The planned lead single, "PopoZão", was produced by Disco D in a style influenced by Brazilian funk carioca and cowritten by Spears. Released in January 2006, the single was panned by critics and removed from the album in response. "Lose Control" was provided a download-only release in October 2006 and premiered with a performance at the 2006 Teen Choice Awards. Playing with Fire debuted at number 151 on the Billboard 200, with sales of 6,000 copies, and has sold over 16,000 copies in the United States according to Nielsen Soundscan.

== Development ==

"I feel like in my life, in the last couple of years, with everything that's gone on, that's how I feel—like I'm playing with fire. [It could also mean] things I say on there are playing with fire, the press is toying with me, so they're playing with fire—it goes all different ways."
— —Federline speaking to Entertainment Weekly about the album title.

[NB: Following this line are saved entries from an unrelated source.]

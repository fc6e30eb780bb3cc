// Sitewright platform paths for Linux
// Config:    $XDG_CONFIG_HOME/sitewright   (~/.config/sitewright)
// Data:      $XDG_DATA_HOME/sitewright     (~/.local/share/sitewright)
// Downloads: $XDG_DOWNLOAD_DIR             (~/Downloads)

use std::env;
use std::path::PathBuf;

const APP_DIR: &str = "sitewright";

fn home() -> PathBuf {
    PathBuf::from(env::var("HOME").unwrap_or_else(|_| String::from("/tmp")))
}

/// `xdg` joined with the app dir if set, else `~/<fallback...>/sitewright`.
fn xdg_app_dir(xdg: Option<String>, home: PathBuf, fallback: &[&str]) -> PathBuf {
    match xdg.filter(|v| !v.is_empty()) {
        Some(base) => PathBuf::from(base).join(APP_DIR),
        None => fallback.iter().fold(home, |p, seg| p.join(seg)).join(APP_DIR),
    }
}

pub fn get_config_dir() -> PathBuf {
    xdg_app_dir(env::var("XDG_CONFIG_HOME").ok(), home(), &[".config"])
}

pub fn get_data_dir() -> PathBuf {
    xdg_app_dir(env::var("XDG_DATA_HOME").ok(), home(), &[".local", "share"])
}

/// Downloads are shared with other apps, so no app subdirectory.
pub fn get_download_dir() -> PathBuf {
    match env::var("XDG_DOWNLOAD_DIR").ok().filter(|v| !v.is_empty()) {
        Some(dir) => PathBuf::from(dir),
        None => home().join("Downloads"),
    }
}
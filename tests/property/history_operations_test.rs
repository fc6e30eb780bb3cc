//! Property-based tests for history store ordering and lookups.
//!
//! For any sequence of appends the list is newest first with unique ids,
//! deletes remove exactly one record, and search agrees with a plain
//! case-insensitive filter.

use proptest::prelude::*;
use sitewright::database::MemorySlotStorage;
use sitewright::managers::history_manager::{HistoryManager, HistoryManagerTrait};
use sitewright::types::artifact::Artifact;
use sitewright::types::history::HistoryUpdate;
use std::collections::HashSet;

/// Non-blank prompts from a small alphabet so searches get real hits.
fn arb_prompt() -> impl Strategy<Value = String> {
    "[a-cA-C][a-cA-C ]{0,11}"
}

/// Store with a frozen clock, forcing every id through the collision path.
fn frozen_store() -> HistoryManager {
    HistoryManager::new(Box::new(MemorySlotStorage::new())).with_clock(|| 1_000)
}

proptest! {
    #![proptest_config(ProptestConfig::with_cases(40))]

    #[test]
    fn appends_are_listed_newest_first(prompts in prop::collection::vec(arb_prompt(), 1..15)) {
        let mut store = frozen_store();
        for (i, prompt) in prompts.iter().enumerate() {
            store.append(prompt, Artifact::new(i.to_string(), "", "")).unwrap();
        }

        let listed = store.list();
        prop_assert_eq!(listed.len(), prompts.len());

        let expected: Vec<&String> = prompts.iter().rev().collect();
        let actual: Vec<&String> = listed.iter().map(|r| &r.prompt).collect();
        prop_assert_eq!(actual, expected);

        let ids: HashSet<&str> = listed.iter().map(|r| r.id.as_str()).collect();
        prop_assert_eq!(ids.len(), listed.len());
    }

    #[test]
    fn delete_removes_exactly_one(
        prompts in prop::collection::vec(arb_prompt(), 1..10),
        pick in any::<prop::sample::Index>(),
    ) {
        let mut store = frozen_store();
        for prompt in &prompts {
            store.append(prompt, Artifact::default()).unwrap();
        }
        let before = store.list();
        let victim = before[pick.index(before.len())].clone();

        prop_assert!(store.delete(&victim.id).unwrap());

        let after = store.list();
        prop_assert_eq!(after.len(), before.len() - 1);
        prop_assert!(after.iter().all(|r| r.id != victim.id));
        let survivors: Vec<_> = before.into_iter().filter(|r| r.id != victim.id).collect();
        prop_assert_eq!(after, survivors);
    }

    #[test]
    fn search_matches_case_insensitive_filter(
        prompts in prop::collection::vec(arb_prompt(), 0..12),
        query in "[a-cA-C]{1,3}",
    ) {
        let mut store = frozen_store();
        for prompt in &prompts {
            store.append(prompt, Artifact::default()).unwrap();
        }

        let needle = query.to_lowercase();
        let expected: Vec<String> = store
            .list()
            .into_iter()
            .filter(|r| r.prompt.to_lowercase().contains(&needle))
            .map(|r| r.id)
            .collect();
        let actual: Vec<String> = store.search(&query).into_iter().map(|r| r.id).collect();
        prop_assert_eq!(actual, expected);
    }

    #[test]
    fn update_moves_record_to_head(
        prompts in prop::collection::vec(arb_prompt(), 2..10),
        pick in any::<prop::sample::Index>(),
    ) {
        let mut store = frozen_store();
        for prompt in &prompts {
            store.append(prompt, Artifact::default()).unwrap();
        }
        let before = store.list();
        let target = before[pick.index(before.len())].clone();

        let update = HistoryUpdate { js: Some("edited".into()), ..Default::default() };
        store.update(&target.id, update).unwrap().unwrap();

        let after = store.list();
        prop_assert_eq!(after.len(), before.len());
        prop_assert_eq!(&after[0].id, &target.id);
        prop_assert_eq!(after[0].code.js.as_str(), "edited");

        let rest_before: Vec<&str> = before.iter().filter(|r| r.id != target.id).map(|r| r.id.as_str()).collect();
        let rest_after: Vec<&str> = after[1..].iter().map(|r| r.id.as_str()).collect();
        prop_assert_eq!(rest_after, rest_before);
    }
}
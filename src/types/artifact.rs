use std::fmt;
use std::str::FromStr;

use serde::{Deserialize, Serialize};

/// The three source files of one generated website.
///
/// Fields are independent; any of them may be empty.
#[derive(Debug, Clone, Default, PartialEq, Eq, Serialize, Deserialize)]
pub struct Artifact {
    pub html: String,
    pub css: String,
    pub js: String,
}

impl Artifact {
    pub fn new(html: impl Into<String>, css: impl Into<String>, js: impl Into<String>) -> Self {
        Self {
            html: html.into(),
            css: css.into(),
            js: js.into(),
        }
    }

    /// Demo website shown when generation fails, so the user never lands on an empty preview.
    pub fn fallback() -> Self {
        Self {
            html: "<div class=\"container\">\n  <h1>Hello World</h1>\n  <p>This is a sample website</p>\n  <button id=\"btn\">Click me</button>\n</div>".to_string(),
            css: "body {\n  font-family: Arial, sans-serif;\n  margin: 0;\n  padding: 20px;\n  background-color: #f5f5f5;\n}\n\n.container {\n  max-width: 800px;\n  margin: 0 auto;\n  background: white;\n  padding: 20px;\n  border-radius: 8px;\n  box-shadow: 0 2px 10px rgba(0,0,0,0.1);\n}".to_string(),
            js: "document.getElementById(\"btn\").addEventListener(\"click\", function() {\n  alert(\"Button clicked!\");\n});".to_string(),
        }
    }

    pub fn is_empty(&self) -> bool {
        self.html.is_empty() && self.css.is_empty() && self.js.is_empty()
    }

    pub fn field(&self, field: CodeField) -> &str {
        match field {
            CodeField::Html => &self.html,
            CodeField::Css => &self.css,
            CodeField::Js => &self.js,
        }
    }

    pub fn set_field(&mut self, field: CodeField, value: String) {
        match field {
            CodeField::Html => self.html = value,
            CodeField::Css => self.css = value,
            CodeField::Js => self.js = value,
        }
    }
}

/// One of the three editable code views.
#[derive(Debug, Clone, Copy, PartialEq, Eq, Serialize, Deserialize)]
#[serde(rename_all = "lowercase")]
pub enum CodeField {
    Html,
    Css,
    Js,
}

impl CodeField {
    pub fn as_str(&self) -> &'static str {
        match self {
            CodeField::Html => "html",
            CodeField::Css => "css",
            CodeField::Js => "js",
        }
    }
}

impl fmt::Display for CodeField {
    fn fmt(&self, f: &mut fmt::Formatter<'_>) -> fmt::Result {
        f.write_str(self.as_str())
    }
}

impl FromStr for CodeField {
    type Err = String;

    fn from_str(s: &str) -> Result<Self, Self::Err> {
        match s {
            "html" => Ok(CodeField::Html),
            "css" => Ok(CodeField::Css),
            "js" => Ok(CodeField::Js),
            other => Err(format!("unknown code field: {}", other)),
        }
    }
}
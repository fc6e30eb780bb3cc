use serde::{Deserialize, Serialize};

use super::artifact::Artifact;
use super::history::HistoryRecord;

/// Lifecycle of a generation session.
#[derive(Debug, Clone, Copy, PartialEq, Eq, Serialize, Deserialize)]
pub enum SessionState {
    Idle,
    Generating,
    Ready,
}

/// Severity of a user-facing notification.
#[derive(Debug, Clone, Copy, PartialEq, Eq, Serialize, Deserialize)]
#[serde(rename_all = "lowercase")]
pub enum NotificationKind {
    Success,
    Info,
    Warning,
    Error,
}

/// A transient toast shown to the user.
#[derive(Debug, Clone, PartialEq, Eq, Serialize, Deserialize)]
pub struct Notification {
    pub kind: NotificationKind,
    pub title: String,
    pub description: String,
}

impl Notification {
    pub fn new(kind: NotificationKind, title: &str, description: impl Into<String>) -> Self {
        Self {
            kind,
            title: title.to_string(),
            description: description.into(),
        }
    }
}

/// What a finished generation produced.
#[derive(Debug, Clone, Serialize, Deserialize)]
pub struct GenerationOutcome {
    pub prompt: String,
    pub artifact: Artifact,
    /// `true` when the fallback demo replaced a failed generation.
    pub used_fallback: bool,
    /// The history record written for this generation, if persisting succeeded.
    pub record: Option<HistoryRecord>,
    pub notifications: Vec<Notification>,
}
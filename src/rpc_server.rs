//! Sitewright RPC Server: JSON-RPC over stdin/stdout for headless frontends.
//!
//! Protocol: one JSON object per line (newline-delimited JSON).
//! Request:  {"id":1, "method":"generation.submit", "params":{"prompt":"..."}}
//! Response: {"id":1, "result":{...}} or {"id":1, "error":"..."}
//!
//! Logs go to stderr; stdout carries protocol lines only.

use std::io::{self, BufRead, Write};
use std::sync::Mutex;

use serde_json::{json, Value};
use tracing_subscriber::{fmt, layer::SubscriberExt, util::SubscriberInitExt, EnvFilter};

use sitewright::app::App;
use sitewright::database::Database;
use sitewright::rpc_handler::handle_method;

fn emit(line: &Value) {
    let mut stdout = io::stdout().lock();
    if writeln!(stdout, "{}", line).and_then(|_| stdout.flush()).is_err() {
        tracing::error!("stdout closed");
    }
}

fn main() {
    tracing_subscriber::registry()
        .with(EnvFilter::try_from_default_env().unwrap_or_else(|_| EnvFilter::new("info")))
        .with(fmt::layer().with_writer(io::stderr).with_target(false))
        .init();

    let db_path = Database::default_path();
    let app = match App::open_default() {
        Ok(app) => Mutex::new(app),
        Err(e) => {
            tracing::error!(error = %e, "failed to initialize Sitewright");
            std::process::exit(1);
        }
    };

    let rt = match tokio::runtime::Builder::new_current_thread().enable_all().build() {
        Ok(rt) => rt,
        Err(e) => {
            tracing::error!(error = %e, "failed to start async runtime");
            std::process::exit(1);
        }
    };

    tracing::info!(db = %db_path.display(), "rpc server ready");
    emit(&json!({"event":"ready","version":env!("CARGO_PKG_VERSION")}));

    let stdin = io::stdin();
    for line in stdin.lock().lines() {
        let line = match line {
            Ok(l) => l,
            Err(_) => break,
        };
        if line.trim().is_empty() {
            continue;
        }

        let req: Value = match serde_json::from_str(&line) {
            Ok(v) => v,
            Err(e) => {
                emit(&json!({"id":null,"error":format!("parse error: {}",e)}));
                continue;
            }
        };

        let id = req.get("id").cloned().unwrap_or(Value::Null);
        let method = req.get("method").and_then(|v| v.as_str()).unwrap_or("");
        let params = req.get("params").cloned().unwrap_or(json!({}));

        tracing::debug!(method, "rpc request");
        let response = match handle_method(&app, &rt, method, &params) {
            Ok(val) => json!({"id": id, "result": val}),
            Err(err) => {
                tracing::warn!(method, error = %err, "rpc call failed");
                json!({"id": id, "error": err})
            }
        };
        emit(&response);
    }
}
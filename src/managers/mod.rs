// Sitewright state managers
// Managers hold state: the persisted generation history and the live generation session.

pub mod history_manager;
pub mod session_manager;
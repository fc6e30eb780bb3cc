//! Studio window built on `wry` + `tao`.
//!
//! Architecture:
//! - The studio page is served from the `sw://` custom protocol.
//! - The generated site renders in a sandboxed `srcdoc` iframe inside it.
//! - IPC from JS → Rust via `window.ipc.postMessage()`; Rust → JS by
//!   evaluating calls on `window.__sw`.
//! - Generation requests run on a tokio runtime. Their result comes back to
//!   the UI thread as a [`UserEvent`], where the session settles it.

use std::sync::{Arc, Mutex, MutexGuard};

use serde_json::{json, Value};
use tao::event::{Event, WindowEvent};
use tao::event_loop::{ControlFlow, EventLoop, EventLoopBuilder, EventLoopProxy};
use tao::window::{Fullscreen, Window, WindowBuilder};
use wry::WebViewBuilder;

use crate::app::App;
use crate::database::Database;
use crate::managers::history_manager::{format_timestamp, truncate_prompt, HistoryManagerTrait, PROMPT_PREVIEW_LEN};
use crate::managers::session_manager::SessionManagerTrait;
use crate::services::generation_client::generate_with_timeout;
use crate::services::preview_renderer::{FullscreenHost, FullscreenToggle, LINK_GUARD_SCRIPT, SANDBOX_POLICY};
use crate::types::artifact::CodeField;
use crate::types::errors::{GenerationError, PreviewError};
use crate::types::generation::GeneratedCode;
use crate::types::history::HistoryRecord;
use crate::types::session::{Notification, NotificationKind};

#[derive(Debug)]
enum UserEvent {
    EvalScript(String),
    GenerationFinished(Result<GeneratedCode, GenerationError>),
    ToggleFullscreen,
}

struct StudioState {
    app: App,
    fullscreen: FullscreenToggle,
}

/// What the IPC handler needs besides the state.
struct IpcContext {
    runtime: tokio::runtime::Handle,
    proxy: EventLoopProxy<UserEvent>,
}

const STUDIO_CSS: &str = include_str!("../../resources/ui/studio.css");
const STUDIO_JS: &str = include_str!("../../resources/ui/studio.js");

fn studio_html(project_name: &str) -> String {
    let body = format!(
        r#"<header><h1>Sitewright</h1><span class="title">Describe your website and we will build it</span></header>
<main>
<div class="sidebar">
<form id="form" class="card form">
<label for="prompt">Website description</label>
<textarea id="prompt" placeholder="A portfolio site for a landscape photographer..."></textarea>
<button id="generate" class="primary" type="submit">Generate</button>
</form>
<div class="card history">
<input id="history-search" type="text" placeholder="Search history..." />
<ul id="history-list"></ul>
</div>
</div>
<div class="workspace">
<div id="preview-card" class="card">
<div class="toolbar"><span class="title">{title}</span>
<button id="save" disabled>Save to history</button>
<button id="download">Download</button>
<button id="fullscreen">Fullscreen</button></div>
<iframe id="preview" sandbox="{sandbox}" title="Website preview"></iframe>
</div>
<div class="card">
<div class="toolbar tabs"><button data-tab="html" class="active">HTML</button><button data-tab="css">CSS</button><button data-tab="js">JS</button><span class="title"></span><button id="copy">Copy</button></div>
<textarea id="code" class="code" spellcheck="false"></textarea>
</div>
</div>
</main>
<div id="toasts"></div>"#,
        title = escape_attr(project_name),
        sandbox = SANDBOX_POLICY,
    );

    let mut html = String::with_capacity(body.len() + STUDIO_CSS.len() + STUDIO_JS.len() + LINK_GUARD_SCRIPT.len() + 256);
    html.push_str("<!DOCTYPE html><html><head><meta charset=\"UTF-8\"><title>Sitewright</title><style>");
    html.push_str(STUDIO_CSS);
    html.push_str("</style></head><body>");
    html.push_str(&body);
    html.push_str("<script>window.__sw_guard=");
    html.push_str(LINK_GUARD_SCRIPT);
    html.push_str(";</script><script>");
    html.push_str(STUDIO_JS);
    html.push_str("</script></body></html>");
    html
}

fn escape_attr(text: &str) -> String {
    text.replace('&', "&amp;")
        .replace('<', "&lt;")
        .replace('>', "&gt;")
        .replace('"', "&quot;")
}

// ─── Native fullscreen ───

struct TaoFullscreen<'a> {
    window: &'a Window,
}

impl FullscreenHost for TaoFullscreen<'_> {
    fn enter(&mut self) -> Result<(), PreviewError> {
        if self.window.current_monitor().is_none() {
            return Err(PreviewError::Fullscreen("no monitor for window".into()));
        }
        self.window.set_fullscreen(Some(Fullscreen::Borderless(None)));
        Ok(())
    }

    fn exit(&mut self) -> Result<(), PreviewError> {
        self.window.set_fullscreen(None);
        Ok(())
    }

    fn is_active(&self) -> bool {
        self.window.fullscreen().is_some()
    }
}

// ─── Scripts sent to the page ───

fn call(function: &str, arg: &Value) -> String {
    format!("if(window.__sw)__sw.{}({});", function, arg)
}

fn toast_script(note: &Notification) -> String {
    call("toast", &json!(note))
}

fn error_toast(description: impl Into<String>) -> String {
    toast_script(&Notification::new(NotificationKind::Error, "Error", description))
}

fn render_script(app: &App) -> String {
    call(
        "render",
        &json!({
            "prompt": app.session.prompt(),
            "artifact": app.session.artifact(),
            "document": app.preview_document(),
            "source_id": app.session.source_id(),
        }),
    )
}

fn history_script(records: &[HistoryRecord]) -> String {
    let items: Vec<Value> = records
        .iter()
        .map(|r| {
            json!({
                "id": r.id,
                "prompt": r.prompt,
                "label": truncate_prompt(&r.prompt, PROMPT_PREVIEW_LEN),
                "time": format_timestamp(r.timestamp),
            })
        })
        .collect();
    call("history", &Value::Array(items))
}

fn filtered_history(app: &App, query: &str) -> Vec<HistoryRecord> {
    if query.trim().is_empty() {
        app.history.list()
    } else {
        app.history.search(query)
    }
}

fn fullscreen_script(toggle: &FullscreenToggle) -> String {
    call(
        "fullscreen",
        &json!({"active": toggle.is_fullscreen(), "emulated": toggle.is_emulated()}),
    )
}

// ─── IPC handler ───

fn handle_ipc(state: &mut StudioState, ctx: &IpcContext, message: &str) -> Option<UserEvent> {
    let msg: Value = serde_json::from_str(message).ok()?;
    let cmd = msg.get("cmd")?.as_str()?;
    let arg = |name: &str| msg.get(name).and_then(|v| v.as_str()).unwrap_or("").to_string();
    let app = &mut state.app;

    match cmd {
        "ui_ready" => {
            let mut js = history_script(&app.history.list());
            if app.session.source_id().is_some() || !app.session.artifact().is_empty() {
                js.push_str(&render_script(app));
            }
            js.push_str(&fullscreen_script(&state.fullscreen));
            Some(UserEvent::EvalScript(js))
        }

        "generate" => {
            let prompt = arg("prompt");
            if let Err(e) = app.session.begin(&prompt) {
                return Some(UserEvent::EvalScript(error_toast(e.to_string())));
            }

            let generator = app.generator.clone();
            let timeout = app.generation_timeout();
            let proxy = ctx.proxy.clone();
            ctx.runtime.spawn(async move {
                let result = generate_with_timeout(generator.as_ref(), &prompt, timeout).await;
                if proxy.send_event(UserEvent::GenerationFinished(result)).is_err() {
                    tracing::warn!("event loop closed before generation finished");
                }
            });
            Some(UserEvent::EvalScript(call("busy", &json!(true))))
        }

        "edit" => {
            let field: CodeField = match arg("field").parse() {
                Ok(f) => f,
                Err(e) => {
                    tracing::warn!(error = %e, "ignoring edit");
                    return None;
                }
            };
            app.session.edit_field(field, arg("value"));
            Some(UserEvent::EvalScript(call("preview", &json!(app.preview_document()))))
        }

        "save_edits" => {
            let App { history, session, .. } = app;
            let js = match session.save_edits(&mut *history) {
                Ok(Some(_)) => {
                    let mut js = toast_script(&Notification::new(
                        NotificationKind::Success,
                        "Saved",
                        "Your edits were saved to history",
                    ));
                    js.push_str(&history_script(&history.list()));
                    js
                }
                Ok(None) => toast_script(&Notification::new(
                    NotificationKind::Warning,
                    "Nothing to save",
                    "This website is no longer in history",
                )),
                Err(e) => error_toast(e.to_string()),
            };
            Some(UserEvent::EvalScript(js))
        }

        "history_list" => {
            let records = filtered_history(app, &arg("query"));
            Some(UserEvent::EvalScript(history_script(&records)))
        }

        "history_load" => {
            let id = arg("id");
            let Some(record) = app.history.get_by_id(&id) else {
                return Some(UserEvent::EvalScript(error_toast("That history entry no longer exists")));
            };
            let js = match app.session.load_from_history(&record) {
                Ok(note) => {
                    let mut js = render_script(app);
                    js.push_str(&toast_script(&note));
                    js
                }
                Err(e) => error_toast(e.to_string()),
            };
            Some(UserEvent::EvalScript(js))
        }

        "history_delete" => {
            let id = arg("id");
            let mut js = match app.history.delete(&id) {
                Ok(_) => toast_script(&Notification::new(
                    NotificationKind::Success,
                    "Deleted",
                    "Item removed from history",
                )),
                Err(e) => error_toast(e.to_string()),
            };
            js.push_str(&history_script(&filtered_history(app, &arg("query"))));
            Some(UserEvent::EvalScript(js))
        }

        "download" => {
            let mut js = call("downloading", &json!(true));
            match app.export_current() {
                Ok(path) => {
                    tracing::info!(path = %path.display(), "website exported");
                    js.push_str(&toast_script(&Notification::new(
                        NotificationKind::Success,
                        "Downloaded!",
                        format!("Your website has been saved to {}", path.display()),
                    )));
                }
                Err(e) => {
                    tracing::error!(error = %e, "export failed");
                    js.push_str(&error_toast("Failed to create download. Please try again."));
                }
            }
            js.push_str(&call("downloading", &json!(false)));
            Some(UserEvent::EvalScript(js))
        }

        "toggle_fullscreen" => Some(UserEvent::ToggleFullscreen),

        _ => None,
    }
}

fn lock_state(state: &Mutex<StudioState>) -> Option<MutexGuard<'_, StudioState>> {
    match state.lock() {
        Ok(guard) => Some(guard),
        Err(e) => {
            tracing::error!(error = %e, "studio state poisoned");
            None
        }
    }
}

// ─── Main entry point ───

pub fn run() -> Result<(), Box<dyn std::error::Error>> {
    let db_path = Database::default_path();
    let app = App::open_default()?;
    let page = studio_html(app.project_name());
    let state = Arc::new(Mutex::new(StudioState { app, fullscreen: FullscreenToggle::new() }));

    let runtime = tokio::runtime::Builder::new_multi_thread()
        .worker_threads(2)
        .enable_all()
        .build()?;

    let event_loop: EventLoop<UserEvent> = EventLoopBuilder::with_user_event().build();
    let proxy = event_loop.create_proxy();

    let window = WindowBuilder::new()
        .with_title("Sitewright")
        .with_inner_size(tao::dpi::LogicalSize::new(1280.0, 800.0))
        .build(&event_loop)?;

    let ipc_state = state.clone();
    let ipc_ctx = IpcContext { runtime: runtime.handle().clone(), proxy: proxy.clone() };

    let builder = WebViewBuilder::new()
        .with_custom_protocol("sw".into(), move |_wv_id, _request| {
            wry::http::Response::builder()
                .header("Content-Type", "text/html; charset=utf-8")
                .body(page.clone().into_bytes().into())
                .unwrap_or_else(|_| wry::http::Response::new(Vec::new().into()))
        })
        .with_url("sw://localhost/")
        .with_ipc_handler(move |msg: wry::http::Request<String>| {
            let body = msg.body().as_str();
            tracing::debug!(body = %body.chars().take(200).collect::<String>(), "ipc");
            let Some(mut s) = lock_state(&ipc_state) else { return };
            if let Some(event) = handle_ipc(&mut s, &ipc_ctx, body) {
                if ipc_ctx.proxy.send_event(event).is_err() {
                    tracing::warn!("event loop closed");
                }
            }
        })
        .with_devtools(cfg!(debug_assertions));

    #[cfg(target_os = "linux")]
    let webview = {
        use tao::platform::unix::WindowExtUnix;
        use wry::WebViewBuilderExtUnix;
        let vbox = window.default_vbox().ok_or("failed to get GTK vbox")?;
        builder.build_gtk(vbox)?
    };

    #[cfg(not(target_os = "linux"))]
    let webview = builder.build(&window)?;

    tracing::info!(db = %db_path.display(), "studio window ready");

    event_loop.run(move |event, _, control_flow| {
        *control_flow = ControlFlow::Wait;
        // Owned by the loop so spawned generations keep running.
        let _runtime = &runtime;

        let eval = |js: &str| {
            if let Err(e) = webview.evaluate_script(js) {
                tracing::warn!(error = %e, "script evaluation failed");
            }
        };

        match event {
            Event::WindowEvent { event: WindowEvent::CloseRequested, .. } => {
                *control_flow = ControlFlow::Exit;
            }

            Event::WindowEvent { event: WindowEvent::Resized(_), .. } => {
                let Some(mut s) = lock_state(&state) else { return };
                let was = s.fullscreen.is_fullscreen();
                if s.fullscreen.sync(&TaoFullscreen { window: &window }) != was {
                    eval(&fullscreen_script(&s.fullscreen));
                }
            }

            Event::UserEvent(user_event) => match user_event {
                UserEvent::EvalScript(js) => eval(&js),

                UserEvent::GenerationFinished(result) => {
                    let Some(mut s) = lock_state(&state) else { return };
                    let app = &mut s.app;
                    let mut js = call("busy", &json!(false));
                    match app.session.finish(&mut app.history, result) {
                        Ok(outcome) => {
                            js.push_str(&render_script(app));
                            for note in &outcome.notifications {
                                js.push_str(&toast_script(note));
                            }
                            js.push_str(&history_script(&app.history.list()));
                        }
                        Err(e) => {
                            tracing::error!(error = %e, "generation result dropped");
                        }
                    }
                    eval(&js);
                }

                UserEvent::ToggleFullscreen => {
                    let Some(mut s) = lock_state(&state) else { return };
                    s.fullscreen.toggle(&mut TaoFullscreen { window: &window });
                    eval(&fullscreen_script(&s.fullscreen));
                }
            },

            _ => {}
        }
    })
}
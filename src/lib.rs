//! Sitewright: describe a website, get HTML/CSS/JS back, preview, edit and export it.
//!
//! This library crate exposes all modules for use by the binaries and integration tests.

pub mod app;
pub mod database;
pub mod managers;
pub mod platform;
pub mod rpc_handler;
pub mod services;
pub mod types;

#[cfg(feature = "gui")]
pub mod ui;
//! Schema migrations for the Sitewright SQLite database.
//!
//! The schema is a single `slots` table: one row per named slot, each
//! holding a whole JSON document. [`MIGRATIONS`] lists the schema steps in
//! order; `schema_version` records which of them a database already has.

use rusqlite::Connection;

/// `(version, description, sql)` for every schema step, oldest first.
const MIGRATIONS: &[(i32, &str, &str)] = &[(
    1,
    "Initial schema: named storage slots",
    "CREATE TABLE IF NOT EXISTS slots (
         key TEXT PRIMARY KEY,
         value TEXT NOT NULL,
         updated_at INTEGER NOT NULL
     );",
)];

/// Highest version in [`MIGRATIONS`].
pub const CURRENT_SCHEMA_VERSION: i32 = 1;

/// Version the slots schema is at; 0 for a fresh file.
pub fn get_schema_version(conn: &Connection) -> i32 {
    conn.query_row("SELECT COALESCE(MAX(version), 0) FROM schema_version", [], |row| row.get(0))
        .unwrap_or(0)
}

/// Brings the slots schema up to [`CURRENT_SCHEMA_VERSION`].
///
/// Each pending step and its `schema_version` row commit together.
pub fn run_all(conn: &Connection) -> Result<(), rusqlite::Error> {
    conn.execute_batch(
        "PRAGMA journal_mode = WAL;
         CREATE TABLE IF NOT EXISTS schema_version (
             version INTEGER PRIMARY KEY,
             applied_at INTEGER NOT NULL,
             description TEXT NOT NULL
         );",
    )?;

    let current = get_schema_version(conn);
    for &(version, description, sql) in MIGRATIONS.iter().filter(|(v, _, _)| *v > current) {
        let tx = conn.unchecked_transaction()?;
        tx.execute_batch(sql)?;
        tx.execute(
            "INSERT OR IGNORE INTO schema_version (version, applied_at, description) VALUES (?1, ?2, ?3)",
            rusqlite::params![version, chrono::Utc::now().timestamp(), description],
        )?;
        tx.commit()?;
        tracing::debug!(version, description, "slots schema migrated");
    }

    Ok(())
}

In July 2004, singer Britney Spears became engaged to Federline, whom she had met three months before. The romance received intense attention from the media, since Federline had recently broken up with actress Shar Jackson, who was still pregnant with their second child at the time. Federline felt the public and press saw him as someone who was "in Spears' shadow" and only wanted to benefit from the relationship. In order to be seen as a legitimate recording artist himself, Federline decided to work on a hip hop album. Spears financed the project, wanting her husband to feel supported. Federline then worked with several producers including Christopher Notes Olsen and J.R. Rotem. Spears also composed two tracks with Federline titled "Y'all Ain't Ready" and "PopoZão"; however, neither was ultimately included on the album. Federline described the album as "like an upbeat club record. Everything on it, you can just pretty much dance to it. It says a lot, in a fun way. It speaks for itself."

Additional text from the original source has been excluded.